= Assigned task =
Using the listing below, select the lines with the word "resized" and copy them.

= Task data =
__________________________________________________

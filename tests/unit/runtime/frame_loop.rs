use super::*;
use crate::foundation::core::Point;
use crate::foundation::rng::SeededRng;
use crate::render::record::{DrawOp, RecordingSurface};
use crate::runtime::host::ScriptedHost;
use crate::scene::SceneOpts;

fn vp() -> Viewport {
    Viewport::new(320.0, 240.0).unwrap()
}

fn new_loop(seed: u64) -> AnimationLoop<SeededRng> {
    let mut rng = SeededRng::from_seed_u64(seed);
    let opts = SceneOpts {
        star_count: 3,
        ..SceneOpts::default()
    };
    let scene = Scene::new(vp(), opts, 0.0, &mut rng);
    AnimationLoop::new(scene, rng)
}

#[test]
fn start_moves_idle_to_scheduled_once() {
    let mut lp = new_loop(1);
    let mut host = ScriptedHost::new(60, 3, vp()).unwrap();
    assert_eq!(lp.state(), LoopState::Idle);
    lp.start(&mut host).unwrap();
    assert_eq!(lp.state(), LoopState::Scheduled);

    let err = lp.start(&mut host).unwrap_err();
    assert!(matches!(err, BouquetError::Loop(_)));
}

#[test]
fn frame_before_start_is_rejected() {
    let mut lp = new_loop(2);
    let mut host = ScriptedHost::new(60, 3, vp()).unwrap();
    let mut s = RecordingSurface::new(vp());
    let err = lp.on_frame(0.0, &mut host, &mut s).unwrap_err();
    assert!(matches!(err, BouquetError::Loop(_)));
    assert!(s.ops().is_empty());
}

#[test]
fn each_frame_redraws_and_reschedules() {
    let mut lp = new_loop(3);
    let mut host = ScriptedHost::new(50, 10, vp()).unwrap();
    let mut s = RecordingSurface::new(vp());
    lp.start(&mut host).unwrap();

    let a = lp.on_frame(100.0, &mut host, &mut s).unwrap();
    let b = lp.on_frame(116.0, &mut host, &mut s).unwrap();

    assert_eq!(a.index, 0);
    assert_eq!(a.dt_ms, 0.0);
    assert_eq!(b.index, 1);
    assert_eq!(b.dt_ms, 16.0);
    assert_eq!(lp.state(), LoopState::Scheduled);
    assert_eq!(lp.frames(), 2);
    // begin_frame clears the recording, so only the second frame is present.
    let layers = s.ops().iter().filter(|op| **op == DrawOp::BeginLayer).count();
    assert_eq!(layers, 1);
}

#[test]
fn pointer_appends_flowers_around_lifted_focal() {
    let mut lp = new_loop(4);
    let before = lp.scene().bouquet().len();
    let rect = vp().rect();
    let added = lp
        .on_pointer(&PointerEvent::click(100.0, 140.0), rect, vp(), 50.0)
        .unwrap();
    assert!((5..10).contains(&added));
    assert_eq!(lp.scene().bouquet().len(), before + added);
    assert_eq!(lp.scene().bouquet().focal(), Point::new(100.0, 100.0));

    let none = lp.on_pointer(&PointerEvent::Touch { touches: vec![] }, rect, vp(), 60.0);
    assert_eq!(none, None);
}

#[test]
fn run_pumps_until_the_host_ends() {
    let mut lp = new_loop(5);
    let resized = Viewport::new(160.0, 120.0).unwrap();
    let mut host = ScriptedHost::new(20, 4, vp())
        .unwrap()
        .with_tap(60.0, 10.0, 90.0)
        .with_resize(110.0, resized);
    let mut s = RecordingSurface::new(vp());
    let before = lp.scene().bouquet().len();

    let mut seen = Vec::new();
    let drawn = lp
        .run(&mut host, &mut s, |info, surface| {
            seen.push((info.index, info.time_ms, surface.viewport()));
            Ok(())
        })
        .unwrap();

    assert_eq!(drawn, 4);
    assert_eq!(lp.state(), LoopState::Idle);
    assert_eq!(
        seen.iter().map(|(_, t, _)| *t).collect::<Vec<_>>(),
        vec![0.0, 50.0, 100.0, 150.0]
    );
    assert_eq!(seen[2].2, vp());
    assert_eq!(seen[3].2, resized);
    assert!(lp.scene().bouquet().len() > before);
}

#[test]
fn run_propagates_callback_errors() {
    let mut lp = new_loop(6);
    let mut host = ScriptedHost::new(30, 5, vp()).unwrap();
    let mut s = RecordingSurface::new(vp());
    let err = lp
        .run(&mut host, &mut s, |info, _| {
            if info.index == 1 {
                Err(BouquetError::encode("sink full"))
            } else {
                Ok(())
            }
        })
        .unwrap_err();
    assert!(matches!(err, BouquetError::Encode(_)));
    assert_eq!(lp.frames(), 2);
}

__________________________________________________

= Answer to this problem =
    let resized = Viewport::new(160.0, 120.0).unwrap();
        .with_resize(110.0, resized);
    assert_eq!(seen[3].2, resized);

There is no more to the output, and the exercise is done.